GREEN-VARAN will consider GREEN-DB annotations, additional functional regions and non-coding impact prediction scores to provide a prioritization level for each annotated variant.
This level is annotated under greenvara_level tag in the INFO field.
This fields is an integer from 0 to N wich summarize evidences supporting a regulatory impact for the variant.
Higher values are associated to a higher probability of regulatory impact.

**NB.** You need teh following INFO fields in your input VCF to run priotization mode as described in the GREEN-DB manuscript
using the default config provided.

1. gnomAD_AF, gnomAD_AF_nfe float values describing global and NFE population AF from gnomAD
2. ncER, FATHMM-MKL and ReMM float values providing scores predictions
3. TFBS, DNase and UCNE flags describing overlap with additional functional regions

This configuration resembles the four levels prioritization described in the GREEN-DB manuscript.
Note that the exact names of these annotations and the score thresholds are defined in the json file passed to --config options.

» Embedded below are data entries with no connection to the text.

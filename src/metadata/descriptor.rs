use super::declaration::FieldDeclaration;

/// How a structural field opts into filtering.
#[derive(Debug, Clone, PartialEq, Eq)]
pub enum FilterAnnotation {
    /// Raw `param:<name>;type:<type>` declaration (or `-`), parsed when the
    /// model's metadata is derived.
    Tag(String),
    /// Declaration already validated, as produced by `#[derive(FilterModel)]`.
    Declared(FieldDeclaration),
    /// Explicitly excluded.
    Disabled,
}

/// One field of a model shape.
#[derive(Debug, Clone, PartialEq, Eq)]
pub struct StructuralField {
    name: String,
    column: Option<String>,
    annotation: Option<FilterAnnotation>,
}

impl StructuralField {
    /// A field with no filter declaration: never filterable.
    pub fn untagged(name: impl Into<String>) -> Self {
        Self {
            name: name.into(),
            column: None,
            annotation: None,
        }
    }

    pub fn tagged(name: impl Into<String>, tag: impl Into<String>) -> Self {
        Self {
            name: name.into(),
            column: None,
            annotation: Some(FilterAnnotation::Tag(tag.into())),
        }
    }

    pub fn declared(name: impl Into<String>, declaration: FieldDeclaration) -> Self {
        Self {
            name: name.into(),
            column: None,
            annotation: Some(FilterAnnotation::Declared(declaration)),
        }
    }

    pub fn disabled(name: impl Into<String>) -> Self {
        Self {
            name: name.into(),
            column: None,
            annotation: Some(FilterAnnotation::Disabled),
        }
    }

    /// Backend column, when it differs from the field name
    #[must_use]
    pub fn with_column(mut self, column: impl Into<String>) -> Self {
        self.column = Some(column.into());
        self
    }

    #[must_use]
    pub fn name(&self) -> &str {
        &self.name
    }

    #[must_use]
    pub fn column(&self) -> &str {
        self.column.as_deref().unwrap_or(&self.name)
    }

    #[must_use]
    pub fn annotation(&self) -> Option<&FilterAnnotation> {
        self.annotation.as_ref()
    }
}

/// Structural description of a model: its name and fields in declaration order.
#[derive(Debug, Clone, PartialEq, Eq)]
pub struct ModelDescriptor {
    name: &'static str,
    fields: Vec<StructuralField>,
}

impl ModelDescriptor {
    #[must_use]
    pub fn new(name: &'static str) -> Self {
        Self {
            name,
            fields: Vec::new(),
        }
    }

    #[must_use]
    pub fn field(mut self, field: StructuralField) -> Self {
        self.fields.push(field);
        self
    }

    #[must_use]
    pub fn name(&self) -> &'static str {
        self.name
    }

    #[must_use]
    pub fn fields(&self) -> &[StructuralField] {
        &self.fields
    }
}

/// A model whose fields can be filtered from query parameters.
///
/// Usually derived:
///
/// ```rust,ignore
/// #[derive(FilterModel)]
/// pub struct Content {
///     #[filter(kind = "string")]
///     pub title: String,
///     #[filter(param = "clickCount", kind = "number")]
///     pub click_count: i64,
///     #[filter(skip)]
///     pub private_bio: String,
///     pub secret: String,
/// }
/// ```
pub trait FilterModel: 'static {
    fn model_descriptor() -> ModelDescriptor;
}

#[cfg(test)]
mod tests {
    use super::*;

    #[test]
    fn test_column_defaults_to_field_name() {
        let field = StructuralField::tagged("title", "type:string");
        assert_eq!(field.column(), "title");
        let field = field.with_column("post_title");
        assert_eq!(field.column(), "post_title");
        assert_eq!(field.name(), "title");
    }

    #[test]
    fn test_descriptor_keeps_declaration_order() {
        let descriptor = ModelDescriptor::new("Content")
            .field(StructuralField::untagged("secret"))
            .field(StructuralField::disabled("private_bio"))
            .field(StructuralField::declared("id", FieldDeclaration::new()));
        let names: Vec<&str> = descriptor.fields().iter().map(StructuralField::name).collect();
        assert_eq!(names, ["secret", "private_bio", "id"]);
        assert_eq!(descriptor.name(), "Content");
    }
}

The following table summarizes the four prioritization levels defined in the manuscript and this is the default behaviour
you will obtain using the default config file and the default option `--priritization_strategy levels`

+-------+-------------------------------------------------------------------------------------------------------------------------------------------------------------+
| Level | Description                                                                                                                                                 |
+=======+=============================================================================================================================================================+
| 1     | Rare variant (population AF < 1%) overlapping one of GREEN-DB regions                                                                                       |
+-------+-------------------------------------------------------------------------------------------------------------------------------------------------------------+
| 2     | Level 1 criteria and overlap at least one functional element among transcription factors binding sites (TFBS), DNase peaks, ultra conserved elements (UCNE) |
+-------+-------------------------------------------------------------------------------------------------------------------------------------------------------------+
| 3     | Level 2 criteria and prediction score value above the suggested FDR50 threshold for at least one among ncER, FATHMM MKL, ReMM                               |
+-------+-------------------------------------------------------------------------------------------------------------------------------------------------------------+
| 4     | Level 3 critera and region constraint value greater or equal 0.7                                                                                            |
+-------+-------------------------------------------------------------------------------------------------------------------------------------------------------------+

Alternatively, you can chose a "pile-up" approach setting `--priritization_strategy pileup` which simply sum evidences across levels.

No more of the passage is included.